• WORK TO BE COMPLETED
Every line of the data that contains the string "high" must be copied.
___ MATERIALS PROVIDED
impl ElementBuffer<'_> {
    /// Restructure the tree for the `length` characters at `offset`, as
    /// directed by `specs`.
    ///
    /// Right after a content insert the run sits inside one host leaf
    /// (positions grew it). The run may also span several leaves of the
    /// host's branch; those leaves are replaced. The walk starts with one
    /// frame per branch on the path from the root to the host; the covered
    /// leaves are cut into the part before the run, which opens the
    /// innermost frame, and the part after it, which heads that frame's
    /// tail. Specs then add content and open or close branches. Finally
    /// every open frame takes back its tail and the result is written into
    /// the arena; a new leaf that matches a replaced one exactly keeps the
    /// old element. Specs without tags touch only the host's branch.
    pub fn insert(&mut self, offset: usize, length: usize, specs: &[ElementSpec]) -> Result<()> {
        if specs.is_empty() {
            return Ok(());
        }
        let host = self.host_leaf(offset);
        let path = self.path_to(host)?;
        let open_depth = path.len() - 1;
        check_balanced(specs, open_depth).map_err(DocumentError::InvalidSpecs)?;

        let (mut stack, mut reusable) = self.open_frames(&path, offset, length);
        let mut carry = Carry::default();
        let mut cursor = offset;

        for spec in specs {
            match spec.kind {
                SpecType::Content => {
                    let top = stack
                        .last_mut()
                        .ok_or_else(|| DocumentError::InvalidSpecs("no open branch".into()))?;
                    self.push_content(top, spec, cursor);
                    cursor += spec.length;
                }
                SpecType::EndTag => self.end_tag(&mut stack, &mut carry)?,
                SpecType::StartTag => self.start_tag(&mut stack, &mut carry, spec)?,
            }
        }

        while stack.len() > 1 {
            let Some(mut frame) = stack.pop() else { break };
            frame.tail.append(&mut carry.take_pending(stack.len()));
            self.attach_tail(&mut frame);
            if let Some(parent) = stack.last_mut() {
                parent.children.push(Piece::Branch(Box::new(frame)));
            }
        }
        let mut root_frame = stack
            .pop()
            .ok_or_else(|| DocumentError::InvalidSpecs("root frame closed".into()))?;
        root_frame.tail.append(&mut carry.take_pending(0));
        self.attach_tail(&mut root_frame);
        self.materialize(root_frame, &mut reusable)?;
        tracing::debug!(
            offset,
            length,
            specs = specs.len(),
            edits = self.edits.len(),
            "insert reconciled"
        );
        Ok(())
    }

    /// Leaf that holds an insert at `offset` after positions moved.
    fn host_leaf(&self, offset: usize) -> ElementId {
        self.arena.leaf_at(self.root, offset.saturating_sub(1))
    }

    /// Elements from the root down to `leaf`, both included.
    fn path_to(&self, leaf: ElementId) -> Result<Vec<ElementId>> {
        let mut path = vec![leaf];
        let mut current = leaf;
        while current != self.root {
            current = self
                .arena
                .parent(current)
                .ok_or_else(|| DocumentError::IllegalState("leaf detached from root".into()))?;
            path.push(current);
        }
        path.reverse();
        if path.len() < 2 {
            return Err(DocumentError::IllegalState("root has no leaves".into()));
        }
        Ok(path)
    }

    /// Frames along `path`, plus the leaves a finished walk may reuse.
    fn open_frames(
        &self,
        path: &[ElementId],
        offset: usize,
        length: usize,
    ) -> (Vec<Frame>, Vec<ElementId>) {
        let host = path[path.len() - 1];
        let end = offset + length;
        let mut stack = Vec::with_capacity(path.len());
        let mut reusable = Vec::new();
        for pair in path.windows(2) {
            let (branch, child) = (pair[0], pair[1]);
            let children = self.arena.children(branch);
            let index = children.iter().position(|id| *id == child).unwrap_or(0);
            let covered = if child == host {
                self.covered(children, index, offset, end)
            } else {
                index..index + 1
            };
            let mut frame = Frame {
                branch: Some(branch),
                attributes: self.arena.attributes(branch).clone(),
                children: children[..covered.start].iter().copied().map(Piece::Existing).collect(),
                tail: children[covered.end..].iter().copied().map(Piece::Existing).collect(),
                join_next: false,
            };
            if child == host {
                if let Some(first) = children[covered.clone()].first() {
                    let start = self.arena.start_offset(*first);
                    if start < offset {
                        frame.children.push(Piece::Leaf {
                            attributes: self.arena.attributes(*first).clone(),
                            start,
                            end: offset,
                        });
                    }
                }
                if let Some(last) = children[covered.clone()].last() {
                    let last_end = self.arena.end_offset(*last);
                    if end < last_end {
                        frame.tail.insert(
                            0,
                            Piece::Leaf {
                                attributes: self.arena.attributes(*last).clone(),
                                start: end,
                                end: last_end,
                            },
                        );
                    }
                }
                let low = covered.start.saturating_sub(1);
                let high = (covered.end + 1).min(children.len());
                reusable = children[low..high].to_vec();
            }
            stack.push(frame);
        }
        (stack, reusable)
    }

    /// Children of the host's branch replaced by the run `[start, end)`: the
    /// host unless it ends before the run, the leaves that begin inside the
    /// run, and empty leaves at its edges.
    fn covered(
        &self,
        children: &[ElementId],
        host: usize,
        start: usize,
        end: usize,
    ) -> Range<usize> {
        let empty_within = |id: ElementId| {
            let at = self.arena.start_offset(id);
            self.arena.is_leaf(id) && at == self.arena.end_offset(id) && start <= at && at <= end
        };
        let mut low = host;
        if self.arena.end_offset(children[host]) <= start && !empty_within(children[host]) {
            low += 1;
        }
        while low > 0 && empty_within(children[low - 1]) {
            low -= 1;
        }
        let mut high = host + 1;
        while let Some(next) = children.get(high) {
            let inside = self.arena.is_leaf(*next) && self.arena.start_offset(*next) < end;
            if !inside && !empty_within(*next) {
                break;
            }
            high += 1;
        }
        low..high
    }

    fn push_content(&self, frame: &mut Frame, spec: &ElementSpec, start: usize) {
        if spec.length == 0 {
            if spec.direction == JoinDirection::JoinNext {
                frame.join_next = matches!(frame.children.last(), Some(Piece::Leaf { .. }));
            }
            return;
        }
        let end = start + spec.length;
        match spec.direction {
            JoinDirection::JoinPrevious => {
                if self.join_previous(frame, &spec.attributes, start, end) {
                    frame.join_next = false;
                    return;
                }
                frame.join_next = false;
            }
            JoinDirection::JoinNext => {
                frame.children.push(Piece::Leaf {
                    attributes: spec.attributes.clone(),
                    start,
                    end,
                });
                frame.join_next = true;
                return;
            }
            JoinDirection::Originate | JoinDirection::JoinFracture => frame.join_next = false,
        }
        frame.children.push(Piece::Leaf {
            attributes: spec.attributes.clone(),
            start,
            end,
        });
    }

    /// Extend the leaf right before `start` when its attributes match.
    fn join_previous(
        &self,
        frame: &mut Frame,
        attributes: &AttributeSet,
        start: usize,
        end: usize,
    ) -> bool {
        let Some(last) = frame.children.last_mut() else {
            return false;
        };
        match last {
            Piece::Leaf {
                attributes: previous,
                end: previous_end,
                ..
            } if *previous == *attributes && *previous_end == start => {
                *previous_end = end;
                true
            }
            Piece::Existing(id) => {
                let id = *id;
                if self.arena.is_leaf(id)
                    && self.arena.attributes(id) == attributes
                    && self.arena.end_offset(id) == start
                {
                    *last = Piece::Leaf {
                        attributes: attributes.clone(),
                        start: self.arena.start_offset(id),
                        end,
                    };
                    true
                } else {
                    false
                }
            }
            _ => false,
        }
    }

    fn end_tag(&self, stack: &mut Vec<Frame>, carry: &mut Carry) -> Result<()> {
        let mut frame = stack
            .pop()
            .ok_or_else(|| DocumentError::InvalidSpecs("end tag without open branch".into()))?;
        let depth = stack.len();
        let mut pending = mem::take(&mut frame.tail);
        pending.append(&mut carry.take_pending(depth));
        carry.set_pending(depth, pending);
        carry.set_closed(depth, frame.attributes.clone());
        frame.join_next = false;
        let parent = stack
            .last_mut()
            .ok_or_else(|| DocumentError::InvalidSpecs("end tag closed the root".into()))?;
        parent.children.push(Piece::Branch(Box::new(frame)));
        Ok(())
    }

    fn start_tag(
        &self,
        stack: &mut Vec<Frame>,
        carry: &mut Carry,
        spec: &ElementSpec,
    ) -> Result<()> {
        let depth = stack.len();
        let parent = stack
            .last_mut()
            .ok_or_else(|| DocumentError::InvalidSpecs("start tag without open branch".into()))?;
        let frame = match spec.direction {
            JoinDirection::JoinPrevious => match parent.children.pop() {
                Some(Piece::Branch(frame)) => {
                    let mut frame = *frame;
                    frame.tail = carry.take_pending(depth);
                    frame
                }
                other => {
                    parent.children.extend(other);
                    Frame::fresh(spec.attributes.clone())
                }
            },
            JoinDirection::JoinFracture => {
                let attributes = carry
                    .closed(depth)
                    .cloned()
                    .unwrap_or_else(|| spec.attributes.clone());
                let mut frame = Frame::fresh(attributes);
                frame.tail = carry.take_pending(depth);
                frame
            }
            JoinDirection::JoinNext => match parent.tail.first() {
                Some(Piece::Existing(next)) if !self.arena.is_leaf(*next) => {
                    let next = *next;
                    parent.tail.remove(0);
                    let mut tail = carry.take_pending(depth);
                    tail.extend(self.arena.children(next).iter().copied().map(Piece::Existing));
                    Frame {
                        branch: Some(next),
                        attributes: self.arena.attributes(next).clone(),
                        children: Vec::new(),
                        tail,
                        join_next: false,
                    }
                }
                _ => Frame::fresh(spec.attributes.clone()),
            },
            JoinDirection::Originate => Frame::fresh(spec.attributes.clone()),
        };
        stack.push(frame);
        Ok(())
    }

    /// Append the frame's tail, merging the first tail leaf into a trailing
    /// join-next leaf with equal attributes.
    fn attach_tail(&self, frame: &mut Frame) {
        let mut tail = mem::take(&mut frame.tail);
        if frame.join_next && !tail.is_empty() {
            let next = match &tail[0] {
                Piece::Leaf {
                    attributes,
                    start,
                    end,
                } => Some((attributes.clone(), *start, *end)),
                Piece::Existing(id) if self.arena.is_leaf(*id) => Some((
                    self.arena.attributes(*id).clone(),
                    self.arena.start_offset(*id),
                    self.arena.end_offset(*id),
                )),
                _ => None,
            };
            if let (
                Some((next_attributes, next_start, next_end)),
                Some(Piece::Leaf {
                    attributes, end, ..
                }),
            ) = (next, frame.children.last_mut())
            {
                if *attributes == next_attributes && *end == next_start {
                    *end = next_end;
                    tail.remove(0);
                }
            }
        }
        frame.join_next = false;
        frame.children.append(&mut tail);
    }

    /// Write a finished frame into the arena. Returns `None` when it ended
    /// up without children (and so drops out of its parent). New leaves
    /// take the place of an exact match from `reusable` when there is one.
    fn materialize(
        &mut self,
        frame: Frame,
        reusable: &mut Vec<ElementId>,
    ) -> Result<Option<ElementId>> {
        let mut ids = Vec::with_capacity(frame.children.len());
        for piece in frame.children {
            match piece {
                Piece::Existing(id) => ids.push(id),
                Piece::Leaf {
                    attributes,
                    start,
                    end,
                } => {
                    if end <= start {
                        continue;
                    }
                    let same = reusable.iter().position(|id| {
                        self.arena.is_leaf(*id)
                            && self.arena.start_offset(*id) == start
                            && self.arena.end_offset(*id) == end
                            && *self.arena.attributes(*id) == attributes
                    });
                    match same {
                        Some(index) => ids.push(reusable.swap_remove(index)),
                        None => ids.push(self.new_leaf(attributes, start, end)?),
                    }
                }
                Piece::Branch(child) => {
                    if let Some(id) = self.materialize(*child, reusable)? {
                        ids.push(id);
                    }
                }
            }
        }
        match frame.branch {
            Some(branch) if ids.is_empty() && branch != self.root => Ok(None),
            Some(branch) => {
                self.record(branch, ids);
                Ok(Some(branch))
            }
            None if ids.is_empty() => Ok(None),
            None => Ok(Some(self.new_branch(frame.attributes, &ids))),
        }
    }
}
______
• RESULT FOR THIS EXERCISE
                let high = (covered.end + 1).min(children.len());
                reusable = children[low..high].to_vec();
        let mut high = host + 1;
        while let Some(next) = children.get(high) {
            high += 1;
        low..high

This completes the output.